Latest military incident draws renewed cries for SOFA revision
An incident involving a drunk airman breaking into a third-story apartment and hitting a teenager is the latest anti-military action that has triggered irritation and anger by Okinawan residents who are demanding the bilateral accord be changed.
The assault and breaking and entering incident came only two weeks after two Navy sailors allegedly raped a young woman in Okinawa City. That incident brought a daily 11 p.m. ~ 5 a.m. curfew imposition on all U.S. military personnel in Japan, and not only Okinawa. Now, Okinawans want much more. They want rights of Japanese to be given equal priority with protecting the rights of American service members.
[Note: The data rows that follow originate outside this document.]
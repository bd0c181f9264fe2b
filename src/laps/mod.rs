//! Lap Assigner
//!
//! Gives every normalized row a lap number. Strategies, per vehicle:
//!
//! 1. **Explicit**: the lap column is present and populated on every row.
//!    Labels are kept; rows are checked against timestamp order.
//! 2. **Boundaries**: lap start/end markers exist for the vehicle. Each
//!    timestamp goes to the lap whose `[start, end)` contains it; samples
//!    outside all intervals are dropped.
//! 3. **Fixed window**: equal-width time buckets from the vehicle's first
//!    sample. Approximate: irregular lap durations are misassigned.

use chrono::{DateTime, Utc};
use std::collections::BTreeMap;

use crate::ingest::{LapBoundaries, NormalizedTable, SchemaError};
use crate::pipeline::{DataIntegrityWarning, Diagnostics};
use crate::types::{CanonicalRow, LapAssignment, NormalizedRow};

/// Rows with resolved laps plus the strategy used for each vehicle.
#[derive(Debug, Clone, Default)]
pub struct AssignedLaps {
    /// Sorted by vehicle, lap, timestamp, source order.
    pub rows: Vec<CanonicalRow>,
    pub strategies: BTreeMap<String, LapAssignment>,
}

impl AssignedLaps {
    /// Whether any vehicle's laps are a heuristic reconstruction.
    pub fn is_approximate(&self) -> bool {
        self.strategies.values().any(|s| s.is_approximate())
    }
}

pub struct LapAssigner<'a> {
    window_seconds: f64,
    boundaries: Option<&'a LapBoundaries>,
}

impl<'a> LapAssigner<'a> {
    pub fn new(window_seconds: f64) -> Self {
        Self {
            window_seconds,
            boundaries: None,
        }
    }

    pub fn with_boundaries(mut self, boundaries: &'a LapBoundaries) -> Self {
        self.boundaries = Some(boundaries);
        self
    }

    pub fn assign(
        &self,
        table: NormalizedTable,
        diag: &mut Diagnostics,
    ) -> Result<AssignedLaps, SchemaError> {
        let has_timestamps = table.timestamp_column.is_some();
        let lap_column = table.lap_column.clone();
        let mut by_vehicle: BTreeMap<String, Vec<NormalizedRow>> = BTreeMap::new();
        for row in table.rows {
            by_vehicle.entry(row.vehicle_id.clone()).or_default().push(row);
        }

        let explicit = match &lap_column {
            Some(column) => {
                let missing = by_vehicle.values().flatten().filter(|r| r.lap.is_none()).count();
                if missing == 0 {
                    true
                } else if has_timestamps {
                    diag.push(DataIntegrityWarning::PartialLapColumn {
                        column: column.clone(),
                        missing,
                    });
                    false
                } else {
                    // Nothing to derive laps from: keep the labelled rows.
                    diag.push(DataIntegrityWarning::UnlabeledRows { dropped: missing });
                    for rows in by_vehicle.values_mut() {
                        rows.retain(|r| r.lap.is_some());
                    }
                    by_vehicle.retain(|_, rows| !rows.is_empty());
                    true
                }
            }
            None => false,
        };

        if !explicit && !has_timestamps {
            return Err(SchemaError::NoUsableRows);
        }

        let mut out = AssignedLaps::default();
        for (vehicle_id, rows) in by_vehicle {
            let strategy = if explicit {
                LapAssignment::Explicit
            } else if self.boundaries.is_some_and(|b| b.has_vehicle(&vehicle_id)) {
                LapAssignment::Boundaries
            } else {
                LapAssignment::FixedWindow
            };

            let assigned = match strategy {
                LapAssignment::Explicit => assign_explicit(&vehicle_id, rows, diag),
                LapAssignment::Boundaries => self.assign_boundaries(&vehicle_id, rows, diag),
                LapAssignment::FixedWindow => self.assign_fixed_window(&vehicle_id, rows, diag),
            };

            tracing::debug!(
                vehicle = %vehicle_id,
                strategy = %strategy,
                rows = assigned.len(),
                "Laps assigned"
            );
            if !assigned.is_empty() {
                out.strategies.insert(vehicle_id, strategy);
                out.rows.extend(assigned);
            }
        }

        if out.rows.is_empty() {
            return Err(SchemaError::NoUsableRows);
        }

        out.rows.sort_by(|a, b| {
            (&a.vehicle_id, a.lap, a.timestamp, a.ordinal).cmp(&(&b.vehicle_id, b.lap, b.timestamp, b.ordinal))
        });
        Ok(out)
    }

    fn assign_boundaries(
        &self,
        vehicle_id: &str,
        rows: Vec<NormalizedRow>,
        diag: &mut Diagnostics,
    ) -> Vec<CanonicalRow> {
        let Some(boundaries) = self.boundaries else {
            return Vec::new();
        };
        let total = rows.len();
        let assigned: Vec<CanonicalRow> = rows
            .into_iter()
            .filter_map(|row| {
                let lap = boundaries.lap_at(vehicle_id, row.timestamp?)?;
                Some(canonical(row, lap))
            })
            .collect();

        let dropped = total - assigned.len();
        if dropped > 0 {
            diag.push(DataIntegrityWarning::OutsideLapBoundaries {
                vehicle_id: vehicle_id.to_string(),
                dropped,
            });
        }
        assigned
    }

    fn assign_fixed_window(
        &self,
        vehicle_id: &str,
        rows: Vec<NormalizedRow>,
        diag: &mut Diagnostics,
    ) -> Vec<CanonicalRow> {
        let Some(origin) = rows.iter().filter_map(|r| r.timestamp).min() else {
            return Vec::new();
        };
        diag.push(DataIntegrityWarning::ApproximateLaps {
            vehicle_id: vehicle_id.to_string(),
            window_seconds: self.window_seconds,
        });

        rows.into_iter()
            .filter_map(|row| {
                let ts = row.timestamp?;
                let lap = window_index(origin, ts, self.window_seconds);
                Some(canonical(row, lap))
            })
            .collect()
    }
}

/// Keep the labels; count how often a label decreases in timestamp order.
fn assign_explicit(
    vehicle_id: &str,
    mut rows: Vec<NormalizedRow>,
    diag: &mut Diagnostics,
) -> Vec<CanonicalRow> {
    rows.sort_by_key(|r| (r.timestamp, r.ordinal));
    let out_of_order = rows
        .windows(2)
        .filter(|pair| pair[1].lap < pair[0].lap)
        .count();
    if out_of_order > 0 {
        diag.push(DataIntegrityWarning::OutOfOrderLaps {
            vehicle_id: vehicle_id.to_string(),
            count: out_of_order,
        });
    }

    rows.into_iter()
        .filter_map(|row| {
            let lap = row.lap?;
            Some(canonical(row, lap))
        })
        .collect()
}

/// 1-based bucket index of `ts` in windows of `window_seconds` from `origin`.
fn window_index(origin: DateTime<Utc>, ts: DateTime<Utc>, window_seconds: f64) -> u32 {
    let elapsed = (ts - origin).num_milliseconds() as f64 / 1000.0;
    let bucket = (elapsed / window_seconds).floor();
    if bucket.is_finite() && bucket >= 0.0 {
        (bucket as u32).saturating_add(1)
    } else {
        1
    }
}

fn canonical(row: NormalizedRow, lap: u32) -> CanonicalRow {
    CanonicalRow {
        vehicle_id: row.vehicle_id,
        lap,
        timestamp: row.timestamp,
        signals: row.signals,
        ordinal: row.ordinal,
    }
}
The argument now is that even a curfew has no bearing on the attitudes and behaviors of American military personnel. The 24-year-old airman from Kadena Air Base, now hospitalized at the U.S. Naval Hospital Okinawa with internal injuries and broken bones incurred when he jumped from the third story apartment while trying to flee, is the catalyst for the renewed demands. His misbehavior in a bar, followed by the assault, all came during curfew hours.
The calls for revamping the Status of Forces Agreement are running the gamut from ordinary citizens to the Okinawa governor. Governor Hirokazu Nakaima says he is “compelled to question the effectiveness” of the curfew, and is urging both Washington and Tokyo to review terms of the SOFA. Defense Minister Satoshi Morimoto is inclined to agree. “I cannot look the Okinawa governor squarely in the face,” the visibly disturbed Morimoto says. “I am truly sorry and cannot apologize enough.” Foreign Minister Koichiro Genba echoed that, saying “we need assurances of effective measures rather than repeatedly being told discipline is being reinforced.
A high-ranking foreign ministry official asked about possible steps to curb crime by GI’s said “if there had been anything that could have been done, it would already have been taken care of. If you ask if there are any measures other than a curfew, that’s difficult to answer.”